=== Directions ===
If a line in the listing contains "info", copy it out whole.

=== Source material ===
//! graph-view: Interactive force-directed graph visualization rendered as SVG.
//!
//! This crate provides a WASM-based graph visualization component with
//! physics-based layout, pan/zoom, node dragging, click selection with
//! change callbacks, and double-click subtree collapsing.

use leptos::prelude::*;
use leptos_meta::*;
use log::{Level, info, warn};
use wasm_bindgen::JsCast;
use web_sys::{HtmlScriptElement, Window};

pub mod components;

pub use components::graph::{
	CurveType, GraphConfig, GraphData, GraphLink, GraphNode, GraphView, Point, Selection,
	SelectionSnapshot, SelfLinkDirection, Theme,
};

/// Initialize logging and panic hooks for the WASM target.
pub fn init_logging() {
	let _ = console_log::init_with_level(Level::Debug);
	console_error_panic_hook::set_once();
	info!("graph-view: logging initialized");
}

/// Load graph data from a script element with id="graph-data".
/// Expected format: JSON with { nodes: [...], links: [...] }
fn load_graph_data() -> Option<GraphData> {
	let window: Window = web_sys::window()?;
	let document = window.document()?;
	let element = document.get_element_by_id("graph-data")?;
	let script: HtmlScriptElement = element.dyn_into().ok()?;
	let json_text = script.text().ok()?;

	match serde_json::from_str::<GraphData>(&json_text) {
		Ok(data) => {
			info!(
				"graph-view: loaded {} nodes, {} links",
				data.nodes.len(),
				data.links.len()
			);
			Some(data)
		}
		Err(e) => {
			warn!("graph-view: failed to parse graph data: {}", e);
			None
		}
	}
}

/// Main application component.
/// Loads graph data from DOM and renders the interactive visualization.
#[component]
pub fn App() -> impl IntoView {
	provide_meta_context();

	// Load graph data from the DOM
	let graph_data = load_graph_data().unwrap_or_default();
	let graph_signal = Signal::derive(move || graph_data.clone());

	let on_selection_change = Callback::new(|selection: SelectionSnapshot| {
		info!(
			"graph-view: selection changed: {} nodes, {} links",
			selection.nodes.len(),
			selection.links.len()
		);
	});

	view! {
		<Html attr:lang="en" attr:dir="ltr" attr:data-theme="dark" />
		<Title text="Graph View" />
		<Meta charset="UTF-8" />
		<Meta name="viewport" content="width=device-width, initial-scale=1.0" />

		<div class="fullscreen-graph">
			<GraphView data=graph_signal fullscreen=true on_selection_change=on_selection_change />
			<div class="graph-overlay">
				<h1>"Graph View"</h1>
				<p class="subtitle">
					"Click to select nodes and links. Double-click to collapse a subtree. Scroll to zoom."
				</p>
			</div>
		</div>
	}
}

=== Written solution ===
use log::{Level, info, warn};
	info!("graph-view: logging initialized");
			info!(
		info!(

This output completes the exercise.